* [Task instructions]: Lines before the one containing "an informational message" are left out; copy that line and every later line through the end of the data exactly.

* [Records from a data source]:
● ● ● ● ●
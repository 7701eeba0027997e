//! Terminal input decoding for milo.
//!
//! Turns the raw bytes of one bounded-wait read into exactly one logical
//! key token. Escape sequences must arrive whole within a single read; an
//! unrecognized sequence decodes to plain [`Key::Esc`] rather than being
//! dropped. The read itself (poll with timeout) belongs to the caller.

const ESC: u8 = 0x1b;

/// Arrow direction, shared by the plain and modified arrow tokens.
#[derive(Debug, Clone, Copy, PartialEq, Eq)]
pub enum Arrow {
    Up,
    Down,
    Left,
    Right,
}

/// One logical key, independent of how many raw bytes produced it.
#[derive(Debug, Clone, Copy, PartialEq, Eq)]
pub enum Key {
    /// Printable byte (including tab) to be inserted literally.
    Char(u8),
    /// Control-modified letter, e.g. `Ctrl('q')`.
    Ctrl(char),
    Enter,
    Backspace,
    Esc,
    Arrow(Arrow),
    ShiftArrow(Arrow),
    CtrlArrow(Arrow),
    Delete,
    Home,
    End,
    PageUp,
    PageDown,
}

fn arrow_for(letter: u8) -> Option<Arrow> {
    match letter {
        b'A' => Some(Arrow::Up),
        b'B' => Some(Arrow::Down),
        b'C' => Some(Arrow::Right),
        b'D' => Some(Arrow::Left),
        _ => None,
    }
}

fn single_byte(b: u8) -> Key {
    match b {
        b'\r' | b'\n' => Key::Enter,
        0x7f => Key::Backspace,
        b'\t' => Key::Char(b'\t'),
        0x01..=0x1a => Key::Ctrl((b'a' + b - 1) as char),
        // Remaining control bytes carry no command meaning here.
        0x00 | 0x1c..=0x1f => Key::Esc,
        _ => Key::Char(b),
    }
}

/// Decode the bytes of one read into one key token.
///
/// Returns `None` only for an empty slice (a timeout, which the caller
/// treats as "no event yet"). Every non-empty read yields exactly one key.
pub fn decode(bytes: &[u8]) -> Option<Key> {
    match *bytes {
        [] => None,
        [ESC] => Some(Key::Esc),
        // Shift- and control-modified arrows: ESC [ 1 ; 2 X / ESC [ 1 ; 5 X
        [ESC, b'[', b'1', b';', b'2', letter] => {
            Some(arrow_for(letter).map_or(Key::Esc, Key::ShiftArrow))
        }
        [ESC, b'[', b'1', b';', b'5', letter] => {
            Some(arrow_for(letter).map_or(Key::Esc, Key::CtrlArrow))
        }
        // Numeric-coded specials: ESC [ <digit> ~ ('1'/'7' and '4'/'8' are
        // home/end aliases used by some terminals)
        [ESC, b'[', digit @ b'0'..=b'9', b'~'] => Some(match digit {
            b'1' | b'7' => Key::Home,
            b'3' => Key::Delete,
            b'4' | b'8' => Key::End,
            b'5' => Key::PageUp,
            b'6' => Key::PageDown,
            _ => Key::Esc,
        }),
        [ESC, b'[', letter, ..] => Some(match letter {
            b'A' | b'B' | b'C' | b'D' => Key::Arrow(arrow_for(letter).unwrap_or(Arrow::Up)),
            b'H' => Key::Home,
            b'F' => Key::End,
            _ => Key::Esc,
        }),
        // Alternate home/end encoding: ESC O H / ESC O F
        [ESC, b'O', letter, ..] => Some(match letter {
            b'H' => Key::Home,
            b'F' => Key::End,
            _ => Key::Esc,
        }),
        [ESC, ..] => Some(Key::Esc),
        [b, ..] => Some(single_byte(b)),
    }
}

#[cfg(test)]
mod tests {
    use super::*;

    #[test]
    fn empty_read_is_no_event() {
        assert_eq!(decode(&[]), None);
    }

    #[test]
    fn printable_bytes_pass_through() {
        assert_eq!(decode(b"a"), Some(Key::Char(b'a')));
        assert_eq!(decode(b" "), Some(Key::Char(b' ')));
        assert_eq!(decode(b"\t"), Some(Key::Char(b'\t')));
    }

    #[test]
    fn control_bytes_map_to_fixed_codes() {
        assert_eq!(decode(&[0x11]), Some(Key::Ctrl('q')));
        assert_eq!(decode(&[0x13]), Some(Key::Ctrl('s')));
        assert_eq!(decode(b"\r"), Some(Key::Enter));
        assert_eq!(decode(&[0x7f]), Some(Key::Backspace));
    }

    #[test]
    fn lone_escape_is_escape() {
        assert_eq!(decode(&[0x1b]), Some(Key::Esc));
    }

    #[test]
    fn letter_sequences() {
        assert_eq!(decode(b"\x1b[A"), Some(Key::Arrow(Arrow::Up)));
        assert_eq!(decode(b"\x1b[B"), Some(Key::Arrow(Arrow::Down)));
        assert_eq!(decode(b"\x1b[C"), Some(Key::Arrow(Arrow::Right)));
        assert_eq!(decode(b"\x1b[D"), Some(Key::Arrow(Arrow::Left)));
        assert_eq!(decode(b"\x1b[H"), Some(Key::Home));
        assert_eq!(decode(b"\x1b[F"), Some(Key::End));
    }

    #[test]
    fn tilde_sequences_decode_in_one_call() {
        assert_eq!(decode(b"\x1b[3~"), Some(Key::Delete));
        assert_eq!(decode(b"\x1b[5~"), Some(Key::PageUp));
        assert_eq!(decode(b"\x1b[6~"), Some(Key::PageDown));
    }

    #[test]
    fn home_end_aliases() {
        assert_eq!(decode(b"\x1b[1~"), Some(Key::Home));
        assert_eq!(decode(b"\x1b[7~"), Some(Key::Home));
        assert_eq!(decode(b"\x1b[4~"), Some(Key::End));
        assert_eq!(decode(b"\x1b[8~"), Some(Key::End));
        assert_eq!(decode(b"\x1bOH"), Some(Key::Home));
        assert_eq!(decode(b"\x1bOF"), Some(Key::End));
    }

    #[test]
    fn modified_arrows() {
        assert_eq!(decode(b"\x1b[1;2C"), Some(Key::ShiftArrow(Arrow::Right)));
        assert_eq!(decode(b"\x1b[1;2A"), Some(Key::ShiftArrow(Arrow::Up)));
        assert_eq!(decode(b"\x1b[1;5D"), Some(Key::CtrlArrow(Arrow::Left)));
    }

    #[test]
    fn unknown_sequences_fall_back_to_escape() {
        assert_eq!(decode(b"\x1b[Z"), Some(Key::Esc));
        assert_eq!(decode(b"\x1b[9~"), Some(Key::Esc));
        assert_eq!(decode(b"\x1bx"), Some(Key::Esc));
        assert_eq!(decode(b"\x1b[1;9X"), Some(Key::Esc));
    }
}
//! Logging infrastructure for milo.
//!
//! The terminal owns the screen while the editor runs, so log output
//! goes to a file only. Logging before `init` is a silent no-op.

use chrono::Local;
use std::fs::{self, OpenOptions};
use std::io::Write as IoWrite;
use std::path::PathBuf;
use std::sync::{Mutex, OnceLock};

/// Log level
#[derive(Debug, Clone, Copy, PartialEq, Eq, PartialOrd, Ord)]
pub enum LogLevel {
    Debug,
    Info,
    Warn,
    Error,
}

impl LogLevel {
    /// Convert log level to string
    pub fn to_str(self) -> &'static str {
        match self {
            LogLevel::Debug => "DEBUG",
            LogLevel::Info => "INFO",
            LogLevel::Warn => "WARN",
            LogLevel::Error => "ERROR",
        }
    }
}

impl std::str::FromStr for LogLevel {
    type Err = String;

    fn from_str(s: &str) -> Result<Self, Self::Err> {
        match s.to_lowercase().as_str() {
            "debug" => Ok(LogLevel::Debug),
            "info" => Ok(LogLevel::Info),
            "warn" | "warning" => Ok(LogLevel::Warn),
            "error" => Ok(LogLevel::Error),
            _ => Err(format!("Unknown log level: {}", s)),
        }
    }
}

/// Global logger state
#[derive(Debug)]
struct Logger {
    /// Minimum log level to record
    min_level: LogLevel,
    /// Log file path
    file_path: PathBuf,
}

impl Logger {
    fn new(file_path: PathBuf, min_level: LogLevel) -> Self {
        // Create parent directory if it doesn't exist
        if let Some(parent) = file_path.parent() {
            let _ = fs::create_dir_all(parent);
        }

        // Clear log file on startup
        if let Ok(mut file) = OpenOptions::new()
            .write(true)
            .create(true)
            .truncate(true)
            .open(&file_path)
        {
            let _ = writeln!(file, "=== milo log start ===");
        }

        Self {
            min_level,
            file_path,
        }
    }

    fn write(&self, level: LogLevel, message: &str) {
        if level < self.min_level {
            return;
        }

        let timestamp = Local::now().format("%H:%M:%S").to_string();

        // Write to file (create if deleted)
        if let Ok(mut file) = OpenOptions::new()
            .append(true)
            .create(true)
            .open(&self.file_path)
        {
            let _ = writeln!(file, "[{}] {}: {}", timestamp, level.to_str(), message);
        }
    }
}

/// Global logger instance that persists for the application lifetime.
static LOGGER: OnceLock<Mutex<Logger>> = OnceLock::new();

/// Initialize the global logger
///
/// Must be called once at application startup before any logging functions.
/// Subsequent calls will be ignored. Logging without initialization is
/// silently dropped.
///
/// # Arguments
///
/// * `file_path` - Path to the log file
/// * `min_level` - Minimum log level to record
pub fn init(file_path: PathBuf, min_level: LogLevel) {
    LOGGER.get_or_init(|| Mutex::new(Logger::new(file_path, min_level)));
}

fn log(level: LogLevel, message: String) {
    if let Some(logger) = LOGGER.get() {
        if let Ok(logger) = logger.lock() {
            logger.write(level, &message);
        }
    }
}

/// Log a debug message
pub fn debug(message: impl Into<String>) {
    log(LogLevel::Debug, message.into());
}

/// Log an informational message
pub fn info(message: impl Into<String>) {
    log(LogLevel::Info, message.into());
}

/// Log a warning message
pub fn warn(message: impl Into<String>) {
    log(LogLevel::Warn, message.into());
}

/// Log an error message
pub fn error(message: impl Into<String>) {
    log(LogLevel::Error, message.into());
}

#[cfg(test)]
mod tests {
    use super::*;
    use std::str::FromStr;

    #[test]
    fn level_ordering() {
        assert!(LogLevel::Debug < LogLevel::Info);
        assert!(LogLevel::Info < LogLevel::Warn);
        assert!(LogLevel::Warn < LogLevel::Error);
    }

    #[test]
    fn level_from_str_accepts_aliases() {
        assert_eq!(LogLevel::from_str("debug"), Ok(LogLevel::Debug));
        assert_eq!(LogLevel::from_str("INFO"), Ok(LogLevel::Info));
        assert_eq!(LogLevel::from_str("warning"), Ok(LogLevel::Warn));
        assert!(LogLevel::from_str("noisy").is_err());
    }

    #[test]
    fn log_before_init_is_noop() {
        // Must not panic even if init was never called in this process.
        debug("dropped");
    }
}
● ● ● ● ●
* [The completed task]:
/// Log an informational message
pub fn info(message: impl Into<String>) {
    log(LogLevel::Info, message.into());
}

/// Log a warning message
pub fn warn(message: impl Into<String>) {
    log(LogLevel::Warn, message.into());
}

/// Log an error message
pub fn error(message: impl Into<String>) {
    log(LogLevel::Error, message.into());
}

#[cfg(test)]
mod tests {
    use super::*;
    use std::str::FromStr;

    #[test]
    fn level_ordering() {
        assert!(LogLevel::Debug < LogLevel::Info);
        assert!(LogLevel::Info < LogLevel::Warn);
        assert!(LogLevel::Warn < LogLevel::Error);
    }

    #[test]
    fn level_from_str_accepts_aliases() {
        assert_eq!(LogLevel::from_str("debug"), Ok(LogLevel::Debug));
        assert_eq!(LogLevel::from_str("INFO"), Ok(LogLevel::Info));
        assert_eq!(LogLevel::from_str("warning"), Ok(LogLevel::Warn));
        assert!(LogLevel::from_str("noisy").is_err());
    }

    #[test]
    fn log_before_init_is_noop() {
        // Must not panic even if init was never called in this process.
        debug("dropped");
    }
}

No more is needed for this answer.